CRAZYHORSE - Bristol New Vic

Crazyhorse is a play in two halves, albeit that they blend gradually together without the enforced separation of an interval. The first half, whilst firmly laying the foundations for later, is a garage sink drama, revolving around the petty crimes and petty lives of a multi-racial trio of young men - a scene from The Bill scripted by Edward Bond. The second half, with its consideration of grief, loss and the return of a deceased spouse, combines a Nineties Blithe Spirit with an urban Wuthering Heights. Madhav Sharma as Mr Jutla delivers a sweeping blast of whisky-soaked emotion and bombast, and the play moves rapidly from the snappy street dialogue of the first half to rolling soliloquy and a supernatural fantasy.

Inside this curate's egg are several good plays trying to hatch out. Writer Parv Bancil has the ability to write witty, gritty material about multi-ethnic working class youth culture. At the same time, the inventiveness and depth of his exploration of coping with loss suggests scope for sensitive, powerful drama. The seam-welding of the two in Crazyhorse produces a whole which is less than the constituent parts. The rich material on the nature of male friendship and the rules of the criminal demi-monde in the first portion is delivered too sparsely to constitute a worthwhile thread of its own, yet is too excessive to act simply as the medium for setting up the plot mechanics and paranormal metaphysics for the second half.
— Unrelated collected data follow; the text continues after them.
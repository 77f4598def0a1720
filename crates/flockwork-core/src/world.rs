//! The simulation world: agent registry, spatial index, and everything the
//! tick cycle drives.
//!
//! [`SimulationWorld`] is constructed and owned by the caller. There is no
//! global registry. Agents are stored in a `BTreeMap` keyed by
//! monotonically increasing [`AgentId`]s, so iteration order is
//! deterministic and an id is never handed out twice.
//!
//! Position changes are not pushed into the spatial index immediately.
//! Agents raise a dirty flag when they move and the world applies all
//! pending index updates once per tick (and before any query made from
//! outside a tick), so an agent moving during the force phase never
//! disturbs neighbor queries made by agents that update after it.

use std::collections::BTreeMap;

use flockwork_agents::{Agent, AgentContext, AgentParams, Neighbor, StateData};
use flockwork_types::{AgentId, FormationId, IdSequence, Message, ResourceNodeId, StateKind};
use flockwork_world::{ObstacleQuery, ResourceNodeParams, ResourceRegistry, SpatialHash};
use glam::Vec3;
use tracing::info;

use crate::batch::BatchSteering;
use crate::bus::{MessageBus, MessageStats};
use crate::clock::SimulationClock;
use crate::config::SimulationConfig;
use crate::error::SimulationError;
use crate::formation::{FormationAnchor, FormationCoordinator, FormationKind};
use crate::neighbor_cache::{CacheStats, NeighborCache, Snapshot, SnapshotNeighbors};

/// Mixes the world seed with an agent id so every agent gets its own
/// random stream.
const SEED_MIX: u64 = 0x9E37_79B9_7F4A_7C15;

/// Owner of every agent and of the shared simulation state.
pub struct SimulationWorld {
    pub(crate) config: SimulationConfig,
    pub(crate) clock: SimulationClock,
    pub(crate) ids: IdSequence,
    pub(crate) agents: BTreeMap<AgentId, Agent>,
    pub(crate) index: SpatialHash<AgentId>,
    pub(crate) bus: MessageBus,
    pub(crate) resources: ResourceRegistry,
    pub(crate) formations: FormationCoordinator,
    pub(crate) obstacles: Option<Box<dyn ObstacleQuery>>,
    pub(crate) cache: NeighborCache,
    pub(crate) batch: BatchSteering,
    pub(crate) snapshot: Snapshot,
    pub(crate) outbox: Vec<Message>,
}

impl std::fmt::Debug for SimulationWorld {
    fn fmt(&self, f: &mut std::fmt::Formatter<'_>) -> std::fmt::Result {
        f.debug_struct("SimulationWorld")
            .field("tick", &self.clock.tick())
            .field("time", &self.clock.time())
            .field("agents", &self.agents.len())
            .field("pending_messages", &self.bus.len())
            .field("resources", &self.resources.len())
            .field("formations", &self.formations.len())
            .field("has_obstacles", &self.obstacles.is_some())
            .finish_non_exhaustive()
    }
}
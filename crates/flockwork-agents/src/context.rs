//! What an agent can see and touch while it updates.
//!
//! Agents never hold references to each other or to the world. Each update
//! receives an [`AgentContext`] that bundles the read-only views (neighbors,
//! obstacles) and the few shared things an agent may change (resource nodes
//! it harvests, messages it sends). The core crate builds one context per
//! agent per phase from its per-tick snapshot, so every agent in a tick sees
//! the same picture of the others regardless of update order.

use flockwork_types::{AgentId, Message, StateKind};
use flockwork_world::{ObstacleQuery, ResourceRegistry};
use glam::Vec3;

// ---------------------------------------------------------------------------
// Neighbors
// ---------------------------------------------------------------------------

/// Kinematic snapshot of another agent, as seen by steering and states.
#[derive(Debug, Clone, Copy, PartialEq)]
pub struct Neighbor {
    /// The agent's identifier.
    pub id: AgentId,
    /// Position at the start of the tick.
    pub position: Vec3,
    /// Velocity at the start of the tick.
    pub velocity: Vec3,
    /// Unit heading at the start of the tick.
    pub heading: Vec3,
    /// State the agent was in at the start of the tick.
    pub state: StateKind,
}

impl Neighbor {
    /// Whether the agent was alive at the start of the tick.
    pub fn is_alive(&self) -> bool {
        self.state != StateKind::Dead
    }
}

/// Source of neighbor queries and agent lookups.
///
/// Implementations must return neighbors in a deterministic order and must
/// apply an exact Euclidean distance filter, so that steering results do
/// not depend on how the source buckets or caches its candidates.
pub trait NeighborSource {
    /// Replace `out` with every agent whose position lies within `radius`
    /// of `center`. The querying agent itself may be included; steering
    /// skips it by id.
    fn neighbors_within(&mut self, center: Vec3, radius: f32, out: &mut Vec<Neighbor>);

    /// Look up a single agent by id.
    fn agent(&self, id: AgentId) -> Option<Neighbor>;
}

/// A brute-force [`NeighborSource`] over a plain list.
///
/// Useful for driving agents outside a full simulation world.
#[derive(Debug, Clone, Default)]
pub struct NeighborList {
    entries: Vec<Neighbor>,
}

impl NeighborList {
    /// Wrap a list of agent snapshots.
    pub const fn new(entries: Vec<Neighbor>) -> Self {
        Self { entries }
    }

    /// Add or replace an entry.
    pub fn upsert(&mut self, neighbor: Neighbor) {
        match self.entries.iter_mut().find(|n| n.id == neighbor.id) {
            Some(slot) => *slot = neighbor,
            None => self.entries.push(neighbor),
        }
    }

    /// Remove an entry by id.
    pub fn remove(&mut self, id: AgentId) {
        self.entries.retain(|n| n.id != id);
    }

    /// The wrapped entries.
    pub fn entries(&self) -> &[Neighbor] {
        &self.entries
    }
}

impl NeighborSource for NeighborList {
    fn neighbors_within(&mut self, center: Vec3, radius: f32, out: &mut Vec<Neighbor>) {
        out.clear();
        let radius_sq = radius * radius;
        out.extend(
            self.entries
                .iter()
                .filter(|n| n.position.distance_squared(center) <= radius_sq)
                .copied(),
        );
    }

    fn agent(&self, id: AgentId) -> Option<Neighbor> {
        self.entries.iter().find(|n| n.id == id).copied()
    }
}

// ---------------------------------------------------------------------------
// Path following
// ---------------------------------------------------------------------------

/// External path follower an agent may delegate movement to.
///
/// When a delegate is attached and active, the agent steers toward the
/// delegate's desired velocity instead of arriving at its movement target
/// in a straight line.
pub trait PathFollower: std::fmt::Debug {
    /// Whether the follower currently has a path to follow.
    fn is_active(&self) -> bool;

    /// Velocity the follower wants the agent to have at `position`.
    ///
    /// Implementations should keep the magnitude at or below `max_speed`.
    fn desired_velocity(&mut self, position: Vec3, max_speed: f32) -> Vec3;

    /// Plan a path to `destination`.
    fn set_destination(&mut self, destination: Vec3);

    /// Drop the current path.
    fn clear(&mut self);
}

// ---------------------------------------------------------------------------
// Update context
// ---------------------------------------------------------------------------

/// Everything an agent may read or change during one update.
pub struct AgentContext<'a> {
    /// Simulation time in seconds at the start of the tick.
    pub time: f64,
    /// Tick duration in seconds.
    pub dt: f32,
    /// Tick counter.
    pub tick: u64,
    /// Neighbor queries and agent lookups against the tick snapshot.
    pub neighbors: &'a mut dyn NeighborSource,
    /// Static obstacles, if the world has any.
    pub obstacles: Option<&'a dyn ObstacleQuery>,
    /// Resource nodes the agent may harvest from.
    pub resources: &'a mut ResourceRegistry,
    /// Messages the agent sends. Delivered from the next tick on.
    pub outbox: &'a mut Vec<Message>,
    /// Whether separation, alignment, and cohesion were already computed by
    /// the batch path this tick.
    pub flocking_offloaded: bool,
}

impl std::fmt::Debug for AgentContext<'_> {
    fn fmt(&self, f: &mut std::fmt::Formatter<'_>) -> std::fmt::Result {
        f.debug_struct("AgentContext")
            .field("time", &self.time)
            .field("dt", &self.dt)
            .field("tick", &self.tick)
            .field("has_obstacles", &self.obstacles.is_some())
            .field("outbox", &self.outbox.len())
            .field("flocking_offloaded", &self.flocking_offloaded)
            .finish_non_exhaustive()
    }
}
One also has to wonder whether the inexplicable rapid emotional gear-changes which litter the script, with characters running through calm-anger-pleading-anger in the space of four lines, could not have been ironed out in rehearsal. This is, after all, one of the advantages of a world premiere: the playwright is on hand to polish the bits that don't work. It is hard to say whether the fault for this lies with writer, director or actors: but there are definitely a few burrs which need smoothing down.

Bancil is an Anglo-Asian writer who, with Crazyhorse, has slipped the leash of 'ethnic writing' to produce a play which reflects more closely the experience of second and third generations of Asian Britons. This is a piece which places a varied ethnic cast in a situation where ethnicity is disregarded; a colour-blind theatre where race is the background rather than the whole picture, treating ethnic minorities as fully-rounded characters rather than ciphers struggling against either the culture of their domicile or that of their roots. As such, it represents an exciting move forward towards a new and unifying theatre for a melting-pot Britain. And Bancil has the potential to contribute some great work to this new theatre, even though Crazyhorse only hints at this potential, rather than exploiting it to the full.

TOBY O'CONNOR MORSE

Crazyhorse runs until 11 October at Bristol New Vic (0117 - 987 7877), then tours to Brentford, Scarborough and Edinburgh before playing from 4 to 23 November at the Battersea Arts Centre, and then touring on to Colchester and Newcastle-upon-Tyne.